[Haskell-cafe] Monad for HOAS?

[Edsko de Vries]

Hi,

On Wed, May 14, 2008 at 03:59:58PM +0300, Lauri Alanko wrote:
> On Wed, May 14, 2008 at 10:11:17AM +0100, Edsko de Vries wrote:
> > Suppose we have some data structure that uses HOAS; typically, a DSL
> > with explicit sharing. For example:
> > 
> > > data Expr = One | Add Expr Expr | Let Expr (Expr -> Expr)
> > 
> > When I use such a data structure, I find myself writing expressions such
> > as
> > 
> > > Let foo $ \a -> 
> > > Let bar $ \b ->
> > > Add a b
> > 
> > It seems to me that there should be a monad here somewhere, so that I
> > can write this approximately like
> > 
> > do a <- foo
> >    b <- bar
> > 	return (Add a b)
> 
> Neat idea, but the monad can't work exactly as you propose, because
> it'd break the monad laws: do { a <- foo; return a } should be equal
> to foo, but in your example it'd result in Let foo id.
> 
> However, with an explicit binding marker the continuation monad does
> what you want:
> 
> import Control.Monad.Cont
> 
> data Expr = One | Add Expr Expr | Let Expr (Expr -> Expr)
> 
> type ExprM = Cont Expr
> 
> bind :: Expr -> ExprM Expr
> bind e = Cont (Let e)
> 
> runExprM :: ExprM Expr -> Expr
> runExprM e = runCont e id
> 
> Now you'd write your example as
> 
> do a <- bind foo
>    b <- bind bar
>    return (Add a b)

Nice. That's certainly a step towards what I was looking for, although
it requires slightly more "tags" than I was hoping for :) But I've
incorporated it into my code and it's much better already :)

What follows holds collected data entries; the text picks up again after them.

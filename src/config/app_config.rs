use std::net::IpAddr;
use std::time::Duration;

use tokio_native_tls::TlsConnector as TokioTlsConnector;
use tracing::level_filters::LevelFilter;
use trust_dns_resolver::{
    TokioAsyncResolver,
    config::{NameServerConfig, NameServerConfigGroup, Protocol, ResolverConfig, ResolverOpts},
    system_conf::read_system_conf,
};

use super::cli::Cli;
use crate::error::ConfigError;
use crate::logging;
use crate::output::OutputFormat;

pub struct AppConfig {
    pub url: String,
    pub output: OutputFormat,
    pub log_level: LevelFilter,
    pub concurrent: usize,
    pub total: usize,
    pub timeout: Duration,
    pub dns_hosts: Vec<String>,
}

/// What the process should do after reading its flags.
pub enum Startup {
    Run(AppConfig),
    /// No URL was given: print usage and exit successfully.
    Usage,
}

/// Validate the parsed flags into an [`AppConfig`].
/// The log level is checked first, so an invalid level is fatal even when no URL is given.
pub fn load_config(cli: Cli) -> Result<Startup, ConfigError> {
    let log_level = logging::parse_level(&cli.log)?;

    let Some(url) = cli.url.filter(|url| !url.is_empty()) else {
        return Ok(Startup::Usage);
    };
    if cli.concurrent == 0 {
        return Err(ConfigError::NoWorkers);
    }

    let dns_hosts = cli
        .dns_hosts
        .iter()
        .map(|s| s.trim().to_string())
        .filter(|s| !s.is_empty())
        .collect();

    Ok(Startup::Run(AppConfig {
        url,
        output: OutputFormat::from(cli.out.as_str()),
        log_level,
        concurrent: cli.concurrent,
        total: cli.total,
        timeout: cli.timeout,
        dns_hosts,
    }))
}

/// Setup a TLS connector with the platform's default certificate validation
pub fn setup_tls_connector() -> Result<TokioTlsConnector, ConfigError> {
    let connector = native_tls::TlsConnector::builder()
        .build()
        .map_err(ConfigError::Tls)?;
    Ok(TokioTlsConnector::from(connector))
}

/// Setup a DNS resolver.
///
/// With `dns_hosts` given, those servers are queried over TCP with 2 attempts
/// and a 2 second timeout; otherwise the system configuration is used.
/// The record cache is disabled either way so every probe performs a real lookup.
/// # Arguments
///     * `dns_hosts` - DNS server IPs (e.g., "1.1.1.1"), may be empty
pub fn setup_resolver(dns_hosts: &[String]) -> Result<TokioAsyncResolver, ConfigError> {
    let (resolver_config, mut opts) = if dns_hosts.is_empty() {
        read_system_conf().map_err(|err| ConfigError::SystemResolver(err.to_string()))?
    } else {
        let mut name_servers = NameServerConfigGroup::new();
        for host in dns_hosts {
            let ip: IpAddr = host
                .trim()
                .parse()
                .map_err(|source| ConfigError::InvalidDnsHost {
                    host: host.clone(),
                    source,
                })?;
            name_servers.push(NameServerConfig {
                socket_addr: (ip, 53).into(),
                protocol: Protocol::Tcp,
                tls_dns_name: None,
                trust_negative_responses: false,
                bind_addr: None,
            });
        }

        let mut opts = ResolverOpts::default();
        opts.attempts = 2;
        opts.timeout = Duration::from_secs(2);
        (ResolverConfig::from_parts(None, vec![], name_servers), opts)
    };
    opts.cache_size = 0;

    Ok(TokioAsyncResolver::tokio(resolver_config, opts))
}
pub mod probe;
pub mod result;
pub mod stream;
pub mod trace;

use std::fmt::Write;

pub use probe::{Prober, Target};
pub use result::TimingResult;
pub use trace::{ClientTrace, PhaseTimings};

/// Flattens an error and its `source()` chain into a single log-friendly line.
pub fn report(mut err: &(dyn std::error::Error + 'static)) -> String {
    let mut s = format!("{}", err);
    while let Some(src) = err.source() {
        let _ = write!(s, ": {}", src);
        err = src;
    }
    s
}
use std::process::ExitCode;
use std::sync::Arc;

use clap::{CommandFactory, Parser};
use tracing::instrument::WithSubscriber;
use tracing::{debug, error};

pub mod config;
use config::app_config::{AppConfig, Startup, load_config, setup_resolver, setup_tls_connector};
use config::cli::Cli;
pub mod error;
use error::ConfigError;
pub mod http_probe;
use http_probe::{Prober, report};
pub mod logging;
pub mod output;
pub mod pool;
use pool::Dispatcher;

#[tokio::main]
async fn main() -> ExitCode {
    // A missing .env file is fine
    let _ = dotenvy::dotenv();

    let config = match load_config(Cli::parse()) {
        Ok(Startup::Run(config)) => config,
        Ok(Startup::Usage) => {
            eprintln!("{}", Cli::command().render_help());
            return ExitCode::SUCCESS;
        }
        Err(err) => {
            logging::fatal(&err);
            return ExitCode::FAILURE;
        }
    };

    let logger = logging::dispatch(config.log_level);
    run(config, logger.clone()).with_subscriber(logger).await
}

async fn run(config: AppConfig, logger: tracing::Dispatch) -> ExitCode {
    debug!(
        action = "main",
        url = %config.url,
        total = config.total,
        concurrent = config.concurrent,
        "starting"
    );

    let prober = match build_prober(&config) {
        Ok(prober) => Arc::new(prober),
        Err(err) => {
            error!(action = "main", error = %report(&err), "invalid network configuration");
            return ExitCode::FAILURE;
        }
    };

    let dispatcher = Dispatcher::new(prober, config.concurrent, logger);
    let mut stdout = std::io::stdout();
    match dispatcher
        .run(&config.url, config.total, &config.output, &mut stdout)
        .await
    {
        Ok(received) => {
            debug!(action = "main", received, "done");
            ExitCode::SUCCESS
        }
        Err(err) => {
            error!(action = "main", error = %err, "failed to write results");
            ExitCode::FAILURE
        }
    }
}

fn build_prober(config: &AppConfig) -> Result<Prober, ConfigError> {
    let resolver = setup_resolver(&config.dns_hosts)?;
    let connector = setup_tls_connector()?;
    Ok(Prober::new(resolver, connector, config.timeout))
}
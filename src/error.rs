use std::net::{AddrParseError, SocketAddr};
use std::time::Duration;

use thiserror::Error;
use trust_dns_resolver::error::ResolveError;

/// Everything that can stop a single measurement from completing.
///
/// Display strings describe the failing step only; the underlying cause is
/// reachable through `source()` (see [`crate::http_probe::report`]).
#[derive(Debug, Error)]
pub enum ProbeError {
    #[error("invalid URL '{url}'")]
    InvalidUrl {
        url: String,
        #[source]
        source: url::ParseError,
    },
    #[error("unsupported scheme '{0}'")]
    UnsupportedScheme(String),
    #[error("URL '{0}' has no host")]
    MissingHost(String),
    #[error("failed to resolve '{host}'")]
    Resolve {
        host: String,
        #[source]
        source: ResolveError,
    },
    #[error("'{0}' resolved to no addresses")]
    NoAddress(String),
    #[error("failed to connect to {addr}")]
    Connect {
        addr: SocketAddr,
        #[source]
        source: std::io::Error,
    },
    #[error("TLS handshake with '{host}' failed")]
    Tls {
        host: String,
        #[source]
        source: native_tls::Error,
    },
    #[error("failed to build request")]
    Request(#[source] hyper::http::Error),
    #[error("HTTP exchange failed")]
    Http(#[source] hyper::Error),
    #[error("no response within {0:?}")]
    Timeout(Duration),
}

/// Startup errors. All of them are fatal.
#[derive(Debug, Error)]
pub enum ConfigError {
    #[error("invalid log level '{0}'")]
    InvalidLogLevel(String),
    #[error("at least one concurrent worker is required")]
    NoWorkers,
    #[error("invalid DNS host '{host}'")]
    InvalidDnsHost {
        host: String,
        #[source]
        source: AddrParseError,
    },
    #[error("failed to read system resolver configuration: {0}")]
    SystemResolver(String),
    #[error("failed to build TLS connector")]
    Tls(#[source] native_tls::Error),
}
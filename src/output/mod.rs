use tracing::{debug, error};

use crate::http_probe::TimingResult;

/// How each result is written to stdout.
#[derive(Debug, Clone, PartialEq, Eq)]
pub enum OutputFormat {
    JsonLines,
    Csv,
    /// Anything else. Kept so each render can report it and yield an empty line.
    Unknown(String),
}

impl From<&str> for OutputFormat {
    fn from(value: &str) -> Self {
        match value {
            "jsonl" => OutputFormat::JsonLines,
            "csv" => OutputFormat::Csv,
            other => OutputFormat::Unknown(other.to_string()),
        }
    }
}

impl TimingResult {
    /// Single line JSON object; empty if serialization fails.
    pub fn to_json(&self) -> String {
        debug!(action = "JSON", url = %self.url, "starting");
        match serde_json::to_string(self) {
            Ok(line) => line,
            Err(err) => {
                error!(action = "JSON", url = %self.url, error = %err, "could not marshal JSON");
                String::new()
            }
        }
    }

    /// `url,dns,tls,connect,ttfb,total` with human readable durations.
    pub fn to_csv(&self) -> String {
        debug!(action = "CSV", url = %self.url, "starting");
        format!(
            "{},{:?},{:?},{:?},{:?},{:?}",
            self.url, self.dns, self.tls, self.connect, self.ttfb, self.total
        )
    }
}

/// Render one result. Never fails: problems are logged and produce an empty line.
pub fn render(result: &TimingResult, format: &OutputFormat) -> String {
    match format {
        OutputFormat::JsonLines => result.to_json(),
        OutputFormat::Csv => result.to_csv(),
        OutputFormat::Unknown(name) => {
            error!(action = "Output", url = %result.url, output = %name, "unknown output format");
            String::new()
        }
    }
}

#[cfg(test)]
mod tests {
    use std::time::Duration;

    use super::*;

    fn measured() -> TimingResult {
        TimingResult {
            url: "https://example.com".to_string(),
            dns: Duration::from_micros(2_500),
            tls: Duration::from_micros(40_125),
            connect: Duration::from_micros(11_000),
            ttfb: Duration::from_micros(123_456),
            total: Duration::from_micros(123_999),
        }
    }

    #[test]
    fn test_format_names() {
        assert_eq!(OutputFormat::from("jsonl"), OutputFormat::JsonLines);
        assert_eq!(OutputFormat::from("csv"), OutputFormat::Csv);
        assert_eq!(OutputFormat::from("xml"), OutputFormat::Unknown("xml".to_string()));
    }

    #[test]
    fn test_csv_fields() {
        let line = render(&measured(), &OutputFormat::Csv);
        assert_eq!(line, "https://example.com,2.5ms,40.125ms,11ms,123.456ms,123.999ms");
    }

    #[test]
    fn test_csv_always_six_fields() {
        for result in [measured(), TimingResult::zero("http://unreachable.invalid")] {
            let line = render(&result, &OutputFormat::Csv);
            assert_eq!(line.matches(',').count(), 5, "line: {line}");
        }
        assert_eq!(
            render(&TimingResult::zero("http://a"), &OutputFormat::Csv),
            "http://a,0ns,0ns,0ns,0ns,0ns"
        );
    }

    #[test]
    fn test_jsonl_is_one_line_and_parses_back() {
        let line = render(&measured(), &OutputFormat::JsonLines);
        assert!(!line.contains('\n'));
        let parsed: TimingResult = serde_json::from_str(&line).expect("valid JSON");
        assert_eq!(parsed, measured());
    }

    #[test]
    fn test_unknown_format_renders_empty() {
        let format = OutputFormat::from("xml");
        assert_eq!(render(&measured(), &format), "");
    }
}
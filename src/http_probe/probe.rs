use std::net::{IpAddr, SocketAddr};
use std::time::{Duration, Instant};

use bytes::Bytes;
use http_body_util::Empty;
use hyper::Request;
use hyper::header::{HOST, USER_AGENT};
use hyper_util::rt::TokioIo;
use tokio::net::TcpStream;
use tokio_native_tls::TlsConnector as TokioTlsConnector;
use tracing::debug;
use tracing::instrument::WithSubscriber;
use trust_dns_resolver::TokioAsyncResolver;
use url::{Host, Position, Url};

use super::report;
use super::result::TimingResult;
use super::stream::{FirstByte, ProbeStream};
use super::trace::{ClientTrace, PhaseTimings};
use crate::error::ProbeError;

const USER_AGENT_VALUE: &str = concat!("oxytime/", env!("CARGO_PKG_VERSION"));

/// A URL broken down into what the prober needs to reach it.
#[derive(Debug, Clone, PartialEq, Eq)]
pub struct Target {
    host: Host<String>,
    port: u16,
    tls: bool,
    /// `Host` header value.
    authority: String,
    /// Origin-form request target, path plus query.
    path: String,
}

impl Target {
    pub fn parse(url: &str) -> Result<Self, ProbeError> {
        let parsed = Url::parse(url).map_err(|source| ProbeError::InvalidUrl {
            url: url.to_string(),
            source,
        })?;
        let tls = match parsed.scheme() {
            "http" => false,
            "https" => true,
            other => return Err(ProbeError::UnsupportedScheme(other.to_string())),
        };
        let host = parsed
            .host()
            .map(|host| host.to_owned())
            .ok_or_else(|| ProbeError::MissingHost(url.to_string()))?;
        let port = parsed
            .port_or_known_default()
            .unwrap_or(if tls { 443 } else { 80 });
        // `port()` is None when the URL uses the scheme default
        let authority = match parsed.port() {
            Some(port) => format!("{host}:{port}"),
            None => host.to_string(),
        };
        let path = parsed[Position::BeforePath..Position::AfterQuery].to_string();

        Ok(Self {
            host,
            port,
            tls,
            authority,
            path,
        })
    }

    /// Name presented for the TLS handshake.
    fn server_name(&self) -> String {
        match &self.host {
            Host::Domain(name) => name.clone(),
            Host::Ipv4(ip) => ip.to_string(),
            Host::Ipv6(ip) => ip.to_string(),
        }
    }
}

/// Performs one instrumented GET per call.
///
/// Nothing is reused between calls except the resolver (built without a
/// record cache) and the TLS connector configuration: every measurement
/// resolves, connects and handshakes from scratch so each phase is observed.
pub struct Prober {
    resolver: TokioAsyncResolver,
    connector: TokioTlsConnector,
    timeout: Duration,
}

impl Prober {
    pub fn new(
        resolver: TokioAsyncResolver,
        connector: TokioTlsConnector,
        timeout: Duration,
    ) -> Self {
        Self {
            resolver,
            connector,
            timeout,
        }
    }

    /// Measures a single round trip to `url`.
    ///
    /// Total time runs from just before resolution starts until the response
    /// headers are in. The body is not read.
    pub async fn measure(&self, url: &str) -> Result<TimingResult, ProbeError> {
        let target = Target::parse(url)?;
        debug!(action = "measure", url, "starting");

        let start = Instant::now();
        let mut timings = PhaseTimings::new(start);
        match tokio::time::timeout(self.timeout, self.round_trip(&target, &mut timings)).await {
            Ok(result) => result?,
            Err(_) => return Err(ProbeError::Timeout(self.timeout)),
        }
        let total = start.elapsed();
        debug!(action = "measure", url, ?total, "round trip done");

        Ok(timings.into_result(url, total))
    }

    /// Runs the request lifecycle against `target`, reporting each phase to `trace`.
    pub async fn round_trip(
        &self,
        target: &Target,
        trace: &mut (dyn ClientTrace + Send),
    ) -> Result<(), ProbeError> {
        let addrs = self.resolve(target, trace).await?;
        let tcp = connect(target, &addrs, trace).await?;

        let stream = if target.tls {
            let server_name = target.server_name();
            trace.tls_handshake_start(Instant::now());
            let handshake = self.connector.connect(&server_name, tcp).await;
            trace.tls_handshake_done(Instant::now());
            let tls = handshake.map_err(|source| ProbeError::Tls {
                host: server_name,
                source,
            })?;
            ProbeStream::Tls(tls)
        } else {
            ProbeStream::Plain(tcp)
        };

        let (stream, first_byte) = FirstByte::new(stream);
        let (mut sender, conn) = hyper::client::conn::http1::handshake(TokioIo::new(stream))
            .await
            .map_err(ProbeError::Http)?;
        tokio::spawn(
            async move {
                if let Err(err) = conn.await {
                    debug!(error = %report(&err), "connection closed with error");
                }
            }
            .with_current_subscriber(),
        );

        let request = Request::get(target.path.as_str())
            .header(HOST, target.authority.as_str())
            .header(USER_AGENT, USER_AGENT_VALUE)
            .body(Empty::<Bytes>::new())
            .map_err(ProbeError::Request)?;
        let response = sender.send_request(request).await.map_err(ProbeError::Http)?;
        if let Some(at) = first_byte.get() {
            trace.got_first_response_byte(*at);
        }
        debug!(
            status = %response.status(),
            version = ?response.version(),
            "response headers received"
        );

        Ok(())
    }

    async fn resolve(
        &self,
        target: &Target,
        trace: &mut (dyn ClientTrace + Send),
    ) -> Result<Vec<IpAddr>, ProbeError> {
        let name = match &target.host {
            Host::Ipv4(ip) => return Ok(vec![IpAddr::V4(*ip)]),
            Host::Ipv6(ip) => return Ok(vec![IpAddr::V6(*ip)]),
            Host::Domain(name) => name,
        };

        trace.dns_start(name, Instant::now());
        let lookup = self.resolver.lookup_ip(name.as_str()).await;
        trace.dns_done(Instant::now());

        let addrs: Vec<IpAddr> = lookup
            .map_err(|source| ProbeError::Resolve {
                host: name.clone(),
                source,
            })?
            .iter()
            .collect();
        if addrs.is_empty() {
            return Err(ProbeError::NoAddress(name.clone()));
        }
        Ok(addrs)
    }
}

/// Tries each address in turn; the first successful connection wins.
async fn connect(
    target: &Target,
    addrs: &[IpAddr],
    trace: &mut (dyn ClientTrace + Send),
) -> Result<TcpStream, ProbeError> {
    let mut last_err = None;
    for ip in addrs {
        let addr = SocketAddr::new(*ip, target.port);
        trace.connect_start(addr, Instant::now());
        let attempt = TcpStream::connect(addr).await;
        trace.connect_done(addr, Instant::now());
        match attempt {
            Ok(stream) => return Ok(stream),
            Err(source) => {
                debug!(%addr, error = %source, "connect attempt failed");
                last_err = Some(ProbeError::Connect { addr, source });
            }
        }
    }
    Err(last_err.unwrap_or_else(|| ProbeError::NoAddress(target.server_name())))
}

You mention that a "direct" implementation of what I suggested would
break the monad laws, as (foo) and (Let foo id) are not equal. But one
might argue that they are in fact, in a sense, equivalent. Do you reckon
that if it is acceptable that foo and do { a <- foo; return a } don't
return equal terms (but equivalent terms), we can do still better?

Thanks again,

Edsko